Long live a work that well deserves it!

Hug. It is impossible for me to attend the presentation of José’s book. Since I returned this Sunday from Villa Clara I have been forced to stay in bed with malaise, fevers and other symptoms that seem to be dengue fever. I will not be in person, although emotionally I could not help it.

I felt deep affection and admiration for the one who deserved to be called La Figura. I was among its first publishers on the platform Rebel Youth. I witnessed his arrival, with that shyness typical of almost everyone who begins to discover a new professional world.

We always laughed remembering his landing in Rebel Youth along with other colleagues, of whom we called “reoriented”, because they had been trained in other careers and had been given a basic and rapid preparation to fill the deficit of professionals in the sector. We were then in one of our recurring crises with dengue, with Fidel, as usual, at the forefront of the campaign, and the newcomers were our main fighters in an epidemiological skirmish as long as it was exhausting.

He always questioned that I had relegated him in the initial days, and he even thought that I was doing it out of discrimination, because he had discovered his personal sexual desires. He had only lost sight of it in the hard hustle and bustle until dawn. It was a very talented group that arrived, that would somehow make newspaper history, and little by little I discovered José’s exceptional qualities.

He, who one day came to support the Newsroom, and would assume professional ideologies as he went along, became one of its most passionate and necessary editors and columnists. The history of an important period of publication is especially marked by his name. The book that you present with so much affection today is a very small part of his tremendous journalistic work in defense of national culture, spirituality and identity. José had the privilege of interviewing, and doing so with singular depth and beauty, many of the most notorious exponents of our culture.

His early career had equipped him with a nuclear energy for work. It was as if the Holy Trinity incarnated in him. He would come to hold great leadership among our editors and colleagues and would become a consistent critic of our gaps and professional weaknesses and a promoter of the most lucid and daring projects.
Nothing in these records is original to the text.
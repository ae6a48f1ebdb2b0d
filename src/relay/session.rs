use std::ops::{Deref, DerefMut};
use std::time::Duration;

use lettre::address::Envelope;
use lettre::transport::smtp::authentication::{Credentials, Mechanism};
use lettre::transport::smtp::client::{SmtpConnection, TlsParameters};
use lettre::transport::smtp::extension::ClientId;
use tracing::{debug, warn};

use super::error::RelayError;
use super::options::{PortProfile, RelayCredential, RelayTestOptions, SecurityMode};
use super::probe;

/// An open transport session against the relay.
pub trait RelaySession {
    /// Server name and capabilities reported by the greeting exchange.
    fn greeting(&self) -> String;

    fn login(
        &mut self,
        credential: &RelayCredential,
        mechanisms: &[Mechanism],
    ) -> Result<(), RelayError>;

    fn transmit(&mut self, envelope: &Envelope, raw: &[u8]) -> Result<(), RelayError>;

    fn close(&mut self) -> Result<(), RelayError>;
}

/// Opens sessions for the runner. The production implementation is
/// [`LettreConnector`]; tests substitute a stub.
pub trait Connector {
    type Session: RelaySession;

    fn is_reachable(&self, host: &str, port: u16, timeout: Duration) -> bool;

    fn connect(
        &self,
        profile: &PortProfile,
        options: &RelayTestOptions,
    ) -> Result<Self::Session, RelayError>;
}

#[derive(Debug, Default, Clone, Copy)]
pub struct LettreConnector;

impl Connector for LettreConnector {
    type Session = LettreSession;

    fn is_reachable(&self, host: &str, port: u16, timeout: Duration) -> bool {
        probe::is_port_reachable(host, port, timeout)
    }

    fn connect(
        &self,
        profile: &PortProfile,
        options: &RelayTestOptions,
    ) -> Result<LettreSession, RelayError> {
        LettreSession::open(&options.host, profile, options)
    }
}

pub struct LettreSession {
    host: String,
    port: u16,
    connection: SmtpConnection,
}

impl LettreSession {
    /// Implicit TLS wraps the socket before the greeting; STARTTLS upgrades
    /// right after it. lettre re-issues EHLO after the upgrade.
    pub fn open(
        host: &str,
        profile: &PortProfile,
        options: &RelayTestOptions,
    ) -> Result<Self, RelayError> {
        let port = profile.port;
        let hello = ClientId::Domain(options.helo_name.clone());
        let mode = profile.mode();

        let tls = match mode {
            SecurityMode::ImplicitTls | SecurityMode::StartTls => Some(
                TlsParameters::new(host.to_string())
                    .map_err(|err| RelayError::connection(host, port, err))?,
            ),
            SecurityMode::Plaintext => None,
        };
        let wrapped = match mode {
            SecurityMode::ImplicitTls => tls.as_ref(),
            _ => None,
        };

        debug!(target: "relaycheck", host, port, %mode, "opening session");
        let mut connection = SmtpConnection::connect(
            (host, port),
            Some(options.connect_timeout),
            &hello,
            wrapped,
            None,
        )
        .map_err(|err| RelayError::connection(host, port, err))?;

        if let (SecurityMode::StartTls, Some(params)) = (mode, tls.as_ref()) {
            if let Err(err) = connection.starttls(params, &hello) {
                connection.abort();
                return Err(RelayError::connection(host, port, err));
            }
        }
        debug!(
            target: "relaycheck",
            host,
            port,
            encrypted = connection.is_encrypted(),
            "session established"
        );

        Ok(Self {
            host: host.to_string(),
            port,
            connection,
        })
    }
}

impl RelaySession for LettreSession {
    fn greeting(&self) -> String {
        self.connection.server_info().to_string()
    }

    fn login(
        &mut self,
        credential: &RelayCredential,
        mechanisms: &[Mechanism],
    ) -> Result<(), RelayError> {
        let credentials =
            Credentials::new(credential.username.clone(), credential.password.clone());
        let response = self
            .connection
            .auth(mechanisms, &credentials)
            .map_err(|err| RelayError::auth(&credential.username, err))?;
        debug!(target: "relaycheck", code = %response.code(), "AUTH accepted");
        Ok(())
    }

    fn transmit(&mut self, envelope: &Envelope, raw: &[u8]) -> Result<(), RelayError> {
        let response = self.connection.send(envelope, raw).map_err(RelayError::send)?;
        debug!(target: "relaycheck", code = %response.code(), "DATA accepted");
        Ok(())
    }

    fn close(&mut self) -> Result<(), RelayError> {
        match self.connection.quit() {
            Ok(_) => Ok(()),
            Err(err) => {
                self.connection.abort();
                Err(RelayError::connection(&self.host, self.port, err))
            }
        }
    }
}

/// Owns the single live session of a profile and closes it exactly once,
/// either through [`SessionGuard::finish`] or on drop.
pub struct SessionGuard<S: RelaySession> {
    session: S,
    closed: bool,
}

impl<S: RelaySession> SessionGuard<S> {
    pub fn new(session: S) -> Self {
        Self {
            session,
            closed: false,
        }
    }

    pub fn finish(mut self) {
        self.close_once();
    }

    fn close_once(&mut self) {
        if self.closed {
            return;
        }
        self.closed = true;
        if let Err(err) = self.session.close() {
            warn!(target: "relaycheck", error = %err, "closing session failed");
        }
    }
}

impl<S: RelaySession> Deref for SessionGuard<S> {
    type Target = S;

    fn deref(&self) -> &S {
        &self.session
    }
}

impl<S: RelaySession> DerefMut for SessionGuard<S> {
    fn deref_mut(&mut self) -> &mut S {
        &mut self.session
    }
}

impl<S: RelaySession> Drop for SessionGuard<S> {
    fn drop(&mut self) {
        self.close_once();
    }
}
When we died we not only lost a friend, who had invented the most incredible spaces to unite and share, but also one of the key “figures”, among the most necessary on the multiplatform.

In a message that I sent to Morlote —who rightly presented this book— I told him that a call from José, from his hospital bed to congratulate them, in advance, almost like a sad premonition, for the 60th anniversary of the National Union of Writers and Artists of Cuba (Uneac), saw it as a beautiful sign: it reminds us of how much it unites us with intellectuals —which we also are—, artists and journalists.

If we take a good look at who used to get together at his house on his birthdays, it was as if those were a party and a joint headquarters of the Union of Journalists of Cuba, the Hermanos Saíz Association (AHS) and Uneac. With his wonderful sense of friendship, joy and affection, Jose warned us how we should walk when others only intend to cultivate bitterness, insidiousness, discouragement and hatred among Cubans.

Intellectuality, journalism and art were always a fruitful trinity in Cuban history. Without that confluence, this struggle that still keeps us awake for a project for a nation with independence, justice and freedom would have been impossible. Thanks to AHS for this text and everyone who made it possible. José’s work deserves what he did not have: long life.

Words written by the President of the Union of Cuban Journalists, Ricardo Ronquillo Bello, and read this Monday, October 17, at the presentation of the book Young Time, interviews with young Cuban creators, by José Luis Estrada Betancourt.

Long live a work that well deserves it!